• YOUR OBJECTIVE:
Examine each line of the data. Copy those that contain the string "return".
++++++++++++++++++++
use std::path::Path;

use crate::error::UnpackError;

/// Non-clobbering rules: the base directory must exist, and the destination
/// must not, unless a shell tarball is merged into it.
pub fn check_conflicts<F>(
    base_dir: &Path,
    destination: &Path,
    shell: bool,
    dir_exists: F,
) -> Result<(), UnpackError>
where
    F: Fn(&Path) -> bool,
{
    if !dir_exists(base_dir) {
        return Err(UnpackError::MissingBaseDir(base_dir.to_path_buf()));
    }

    if dir_exists(destination) {
        if !shell {
            return Err(UnpackError::DestinationExists(destination.to_path_buf()));
        }
        tracing::debug!(destination = %destination.display(), "merging into existing directory");
    }

    Ok(())
}

#[cfg(test)]
mod tests {
    use super::*;
    use std::cell::RefCell;
    use std::path::PathBuf;

    #[test]
    fn missing_base_dir_checked_first() {
        let probed = RefCell::new(Vec::new());
        let err = check_conflicts(
            Path::new("/opt/mysql"),
            Path::new("/opt/mysql/8.0.4"),
            false,
            |p| {
                probed.borrow_mut().push(p.to_path_buf());
                false
            },
        )
        .unwrap_err();

        assert!(matches!(err, UnpackError::MissingBaseDir(_)));
        assert_eq!(*probed.borrow(), vec![PathBuf::from("/opt/mysql")]);
    }

    #[test]
    fn existing_destination_conflicts() {
        let err = check_conflicts(
            Path::new("/opt/mysql"),
            Path::new("/opt/mysql/8.0.4"),
            false,
            |_| true,
        )
        .unwrap_err();
        assert!(matches!(err, UnpackError::DestinationExists(ref p) if p == Path::new("/opt/mysql/8.0.4")));
    }

    #[test]
    fn shell_mode_accepts_existing_destination() {
        check_conflicts(Path::new("/opt/mysql"), Path::new("/opt/mysql/8.0.4"), true, |_| true)
            .unwrap();
    }

    #[test]
    fn fresh_destination_passes() {
        check_conflicts(
            Path::new("/opt/mysql"),
            Path::new("/opt/mysql/8.0.4"),
            false,
            |p| p == Path::new("/opt/mysql"),
        )
        .unwrap();
    }
}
++++++++++++++++++++
• EXERCISE OUTPUT:
        return Err(UnpackError::MissingBaseDir(base_dir.to_path_buf()));
            return Err(UnpackError::DestinationExists(destination.to_path_buf()));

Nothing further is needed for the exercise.